Making it to the top
That’s where the other side of this comes in and how I still made it to the top at the end of the day. What I mean by that is, yes, I climbed all the way to the top and touched the anchor that was connecting me to the top of the cliff. Dang was this hard though but also beyond rewarding. This experience was one of the greatest “natural highs” that I’ve ever experienced, and I am so grateful for it. After taking those few extra steps to go that two extra feet and make it to the top, I was incredibly proud of myself.
“I surround myself people who continue to lift me up, encourage me forward, and push me even when I want to give up.”
I eased my back to the bottom of the cliff where I greeted my belayer with a huge hug and a great expression of gratitude for what had just happened. That moment for me was extremely insightful for some reason as I had this huge rush of feelings come over me. By just stopping and reminding myself of how important it is that who I surround myself with truly matters. Those who continue to lift me up, encourage me forward, and push me even when I want to stop. The one’s who seek to understand, live in their own authenticity, and show up as their best selves. These people are the one’s who never left, even when it got extremely hard and even uncomfortable at times.
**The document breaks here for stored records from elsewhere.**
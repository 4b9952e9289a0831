use crate::errors::ValidationError;
use crate::models::{RosterSelection, StudentDirectory};

/// Turns a roster selection into the names enrolled in a new class.
pub struct EnrollmentResolver<'a> {
    directory: &'a StudentDirectory,
}

impl<'a> EnrollmentResolver<'a> {
    pub fn new(directory: &'a StudentDirectory) -> Self {
        Self { directory }
    }

    /// May return an empty list; rejecting an empty roster is up to the caller.
    pub fn resolve(&self, selection: &RosterSelection) -> Result<Vec<String>, ValidationError> {
        match selection {
            RosterSelection::Names(names) => Ok(dedup_names(names)),
            RosterSelection::RollRange { start, end } => self.resolve_range(start, end),
        }
    }

    fn resolve_range(&self, start: &str, end: &str) -> Result<Vec<String>, ValidationError> {
        let (Some(s), Some(e)) = (parse_roll(start), parse_roll(end)) else {
            return Err(ValidationError::InvalidRange(format!(
                "roll numbers must be integers (got '{}'..'{}')",
                start.trim(),
                end.trim()
            )));
        };

        if s > e {
            return Err(ValidationError::InvalidRange(format!(
                "start {s} is greater than end {e}"
            )));
        }

        Ok(self
            .directory
            .in_roll_range(s, e)
            .map(|entry| entry.name.clone())
            .collect())
    }
}

fn parse_roll(raw: &str) -> Option<i64> {
    raw.trim().parse::<i64>().ok()
}

/// Trim, drop blanks, keep the first occurrence of each name.
fn dedup_names(names: &[String]) -> Vec<String> {
    let mut out: Vec<String> = Vec::with_capacity(names.len());
    for name in names {
        let name = name.trim();
        if !name.is_empty() && !out.iter().any(|n| n == name) {
            out.push(name.to_string());
        }
    }
    out
}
You all know who you are and you all are my heroes.
Lastly, and probably most important, was noticing how important it is to just stop and rejoice with how far I have already come. To truly take a step back and reflect, like I am right now on this blog, by how much I am living into my values today as I grow into the person I was always meant to be. That over the past 6 years my life has changed drastically in ways I have never even dreamed of. That no matter what, through the fear of the unknown and feelings of resistance, I can continue to show up as my authentic and faithful self. Even when times are difficult, and I feel like all is against me. Remembering that just because I’ve been working so dang hard, doesn’t mean it will just become easier. No. In fact, it comes with new challenges. New challenges that I continue to show up for. Showing up and being completely present. Learning from my mistakes. Growing into my value’s. Braving the wilderness even when I don’t want to. Even when I am scared, and ready to give up. Every step I take is a new level that leads to new troubles. But I got this and so do you. We are strong. We are brave. We are courageous. We are moving forward.